Post by Charles Krebs »

Those two eyes were interesting. No flash was used. While taking the photos it was apparent that the spider could "rotate" or ""move" something under the surface that made the eye appear either red, black, or partially red/black when viewed from the same position. These two enlarged (consecutive) frames show what I mean. (They are at slightly different focus points so try to ignore the softness). Of particular interest is the "lower" red eye. If you look at about the 2:30 to 3 o'clock position off to the side of the eye socket you can see that it is darker in the right frame. I could observe this darker section moving about below the surface and as it moved about the eye would show various stages of red, black, and "partial". I didn't notice this with the other eyes.

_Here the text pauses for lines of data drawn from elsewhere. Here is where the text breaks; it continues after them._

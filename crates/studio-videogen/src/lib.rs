//! Video generation orchestration.
//!
//! This crate provides:
//! - `VideoProviderClient` — the wire client for the generation provider
//! - `JobSubmitter` — validate, create job, persist the remote job id
//! - `StatusReconciler` — map provider state onto the local lifecycle and
//!   persist terminal transitions idempotently

pub mod error;
pub mod provider;
pub mod reconciler;
pub mod submitter;

pub use error::{VideoGenError, VideoGenResult};
pub use provider::{JobCreated, RemoteJobStatus, VideoProviderClient, VideoProviderConfig};
pub use reconciler::{map_remote_status, ReconcileReport, StatusReconciler};
pub use submitter::{JobSubmitter, SubmitReceipt};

Here is a quote from a web page dealing with jumping spiders. While it is a different species, and the two "AMEs" are much larger, perhaps something similar to what is described occurs with the crab spider.

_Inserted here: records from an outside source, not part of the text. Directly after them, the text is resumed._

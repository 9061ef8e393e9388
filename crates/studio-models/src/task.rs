//! Task models.
//!
//! A task carries two independent lifecycles: `status` (the work lifecycle,
//! owned by the CRUD subsystem) and `video_status` (the generation
//! lifecycle, owned by the orchestration core). The core never mutates
//! `status`.

use chrono::{DateTime, NaiveDate, Utc};
use serde::{Deserialize, Serialize};
use std::fmt;

use crate::client::{ClientId, PackageId};
use crate::generation::VideoGenStatus;

/// Unique identifier for a task.
#[derive(Debug, Clone, PartialEq, Eq, Hash, Serialize, Deserialize)]
#[serde(transparent)]
pub struct TaskId(pub String);

impl TaskId {
    /// Create from an existing string.
    pub fn from_string(s: impl Into<String>) -> Self {
        Self(s.into())
    }

    /// Get the inner string.
    pub fn as_str(&self) -> &str {
        &self.0
    }
}

impl fmt::Display for TaskId {
    fn fmt(&self, f: &mut fmt::Formatter<'_>) -> fmt::Result {
        write!(f, "{}", self.0)
    }
}

impl From<String> for TaskId {
    fn from(s: String) -> Self {
        Self(s)
    }
}

impl From<&str> for TaskId {
    fn from(s: &str) -> Self {
        Self(s.to_string())
    }
}

/// Work lifecycle of a task.
#[derive(Debug, Clone, Copy, PartialEq, Eq, Hash, Serialize, Deserialize, Default)]
#[serde(rename_all = "snake_case")]
pub enum TaskStatus {
    #[default]
    Pending,
    InProgress,
    Completed,
}

impl TaskStatus {
    pub fn as_str(&self) -> &'static str {
        match self {
            TaskStatus::Pending => "pending",
            TaskStatus::InProgress => "in_progress",
            TaskStatus::Completed => "completed",
        }
    }
}

impl fmt::Display for TaskStatus {
    fn fmt(&self, f: &mut fmt::Formatter<'_>) -> fmt::Result {
        write!(f, "{}", self.as_str())
    }
}

/// A task record.
#[derive(Debug, Clone, Serialize, Deserialize)]
pub struct Task {
    /// Unique task ID
    pub id: TaskId,

    /// Owning client (never null)
    pub client_id: ClientId,

    /// Denormalized client display name
    pub client_name: String,

    /// Short title
    pub title: String,

    /// Free-text description
    #[serde(default)]
    pub description: String,

    /// AI prompt, set by the prompt generation flow
    #[serde(skip_serializing_if = "Option::is_none")]
    pub prompt: Option<String>,

    /// Work lifecycle status
    #[serde(default)]
    pub status: TaskStatus,

    /// Package tier inherited from the client
    pub package_id: PackageId,

    /// Due date
    #[serde(skip_serializing_if = "Option::is_none")]
    pub due_date: Option<NaiveDate>,

    /// Set exactly once when the task or its video reaches completion
    #[serde(skip_serializing_if = "Option::is_none")]
    pub completed_at: Option<NaiveDate>,

    /// Free-text notes
    #[serde(skip_serializing_if = "Option::is_none")]
    pub notes: Option<String>,

    /// Remote job identifier from the generation provider. Set iff a
    /// submission has been made; never cleared (resubmission overwrites).
    #[serde(skip_serializing_if = "Option::is_none")]
    pub video_task_id: Option<String>,

    /// Generation lifecycle status, null until the first submission
    #[serde(skip_serializing_if = "Option::is_none")]
    pub video_status: Option<VideoGenStatus>,

    /// Download URL, set only when `video_status` is completed
    #[serde(skip_serializing_if = "Option::is_none")]
    pub video_url: Option<String>,

    /// Creation timestamp
    pub created_at: DateTime<Utc>,

    /// Last update timestamp
    pub updated_at: DateTime<Utc>,
}

impl Task {
    /// Create a new task with all video fields null.
    pub fn new(
        id: TaskId,
        client_id: ClientId,
        client_name: impl Into<String>,
        title: impl Into<String>,
        package_id: PackageId,
    ) -> Self {
        let now = Utc::now();
        Self {
            id,
            client_id,
            client_name: client_name.into(),
            title: title.into(),
            description: String::new(),
            prompt: None,
            status: TaskStatus::Pending,
            package_id,
            due_date: None,
            completed_at: None,
            notes: None,
            video_task_id: None,
            video_status: None,
            video_url: None,
            created_at: now,
            updated_at: now,
        }
    }

    /// True if a generation job has been submitted for this task.
    pub fn has_submission(&self) -> bool {
        self.video_task_id.is_some()
    }
}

From: http://tolweb.org/accessory/Jumping_Spi ... cc_id=1946
Jumping spiders have excellent vision, with among the highest acuities in invertebrates. The eight eyes are grouped four on the face (the two big Anterior Median eyes in the middle, and two smaller Anterior Lateral eyes to the side), and four on top of the carapace (two medium-sized eyes toward the back, and two very small eyes in front of them). You can think of the Anterior Median eyes (AME) as acting like our fovea, with high acuity but small field of view, and the remaining six eyes acting like our peripheral vision, with lower resolution but broad field of view...

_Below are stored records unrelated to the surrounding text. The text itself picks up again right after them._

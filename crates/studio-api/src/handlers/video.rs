//! Video generation handlers.

use axum::extract::{Path, State};
use axum::Json;
use serde::{Deserialize, Serialize};

use studio_models::{AspectRatio, ClipDuration, TaskId, VideoGenOptions};
use studio_videogen::{ReconcileReport, SubmitReceipt};

use crate::error::ApiResult;
use crate::state::AppState;

/// Request to submit a generation job. Wire names are camelCase to match
/// the provider-facing dashboard.
#[derive(Debug, Deserialize)]
#[serde(rename_all = "camelCase")]
pub struct GenerateVideoRequest {
    #[serde(default)]
    pub task_id: String,
    #[serde(default)]
    pub model: String,
    #[serde(default)]
    pub prompt: String,
    #[serde(default)]
    pub auto_prompt: bool,
    #[serde(default)]
    pub aspect_ratio: AspectRatio,
    #[serde(default)]
    pub duration: ClipDuration,
    #[serde(default)]
    pub audio_url: String,
    #[serde(default)]
    pub reference_image: String,
}

#[derive(Serialize)]
#[serde(rename_all = "camelCase")]
pub struct VideoJobData {
    pub task_id: String,
    pub status: String,
    pub provider: Option<String>,
    pub model: Option<String>,
    pub estimated_time: Option<String>,
}

#[derive(Serialize)]
pub struct GenerateVideoResponse {
    pub success: bool,
    pub data: VideoJobData,
}

impl From<SubmitReceipt> for VideoJobData {
    fn from(receipt: SubmitReceipt) -> Self {
        Self {
            task_id: receipt.remote_job_id,
            status: receipt.status,
            provider: receipt.provider,
            model: receipt.model,
            estimated_time: receipt.estimated_time,
        }
    }
}

/// Submit a video generation job for a task.
///
/// 400 when `taskId`, `model` or `prompt` is missing; provider failures
/// pass through with their original status code and body.
pub async fn generate_video(
    State(state): State<AppState>,
    Json(request): Json<GenerateVideoRequest>,
) -> ApiResult<Json<GenerateVideoResponse>> {
    let options = VideoGenOptions {
        auto_prompt: request.auto_prompt,
        aspect_ratio: request.aspect_ratio,
        duration: request.duration,
        audio_url: request.audio_url,
        reference_image: request.reference_image,
    };

    let receipt = state
        .submitter
        .submit(
            &TaskId::from(request.task_id.as_str()),
            &request.model,
            &request.prompt,
            &options,
        )
        .await?;

    Ok(Json(GenerateVideoResponse {
        success: true,
        data: receipt.into(),
    }))
}

#[derive(Serialize)]
#[serde(rename_all = "camelCase")]
pub struct VideoStatusData {
    pub task_id: String,
    pub status: String,
    pub video_url: Option<String>,
    pub duration: Option<String>,
    pub provider: Option<String>,
    pub model: Option<String>,
    pub error: Option<String>,
    pub created_at: Option<String>,
    pub updated_at: Option<String>,
    pub completed_at: Option<String>,
}

#[derive(Serialize)]
pub struct VideoStatusResponse {
    pub success: bool,
    pub data: VideoStatusData,
}

impl From<ReconcileReport> for VideoStatusData {
    fn from(report: ReconcileReport) -> Self {
        Self {
            task_id: report.remote_job_id,
            status: report.status,
            video_url: report.video_url,
            duration: report.duration,
            provider: report.provider,
            model: report.model,
            error: report.error,
            created_at: report.created_at,
            updated_at: report.updated_at,
            completed_at: report.completed_at,
        }
    }
}

/// Poll provider status for a remote job and reconcile it into the task
/// record. Safe to call at any cadence, including after a terminal state.
pub async fn video_status(
    State(state): State<AppState>,
    Path(remote_job_id): Path<String>,
) -> ApiResult<Json<VideoStatusResponse>> {
    let report = state.reconciler.reconcile(&remote_job_id).await?;

    Ok(Json(VideoStatusResponse {
        success: true,
        data: report.into(),
    }))
}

... the AME's are long and tubular, which helps their resolution (longer focal length, more magnification) but which means they have a narrow field of view. Since the AME's have a narrow field of view, the spider needs to point them in different directions to see different things. To some extent this is done by moving the carapace, but the eyes can move as well. This is not done by moving the whole 'eyeball', since the lenses of the eyes are actually built into the carapace. Instead the retina moves around, while the lens stays fixed. This retinal movement is accomplished by some small muscles...
Image

Ken Ramos
Posts: 7208
Joined: Thu Jul 27, 2006 2:12 pm
Location: lat=35.4005&lon=-81.9841

Post by Ken Ramos »

We are still getting "Infernal Sevice Errors!" :x :lol:

Pretty neat there Charlie, thanks. I suppose that explains the eye thing pretty much, doesn't it? So if, I am assuming, all eight of them are looking at you then they might all be red and that none of them are quite like ocelli, of which I thought six of them were. :-k That's what I get for thinking. :lol: Good info, thanks again :D

Walter Piorkowski
Posts: 693
Joined: Mon Aug 14, 2006 6:42 pm
Location: South Beloit, Ill

Post by Walter Piorkowski »

Truly beautiful Charles. What stunning backgrounds for this subject.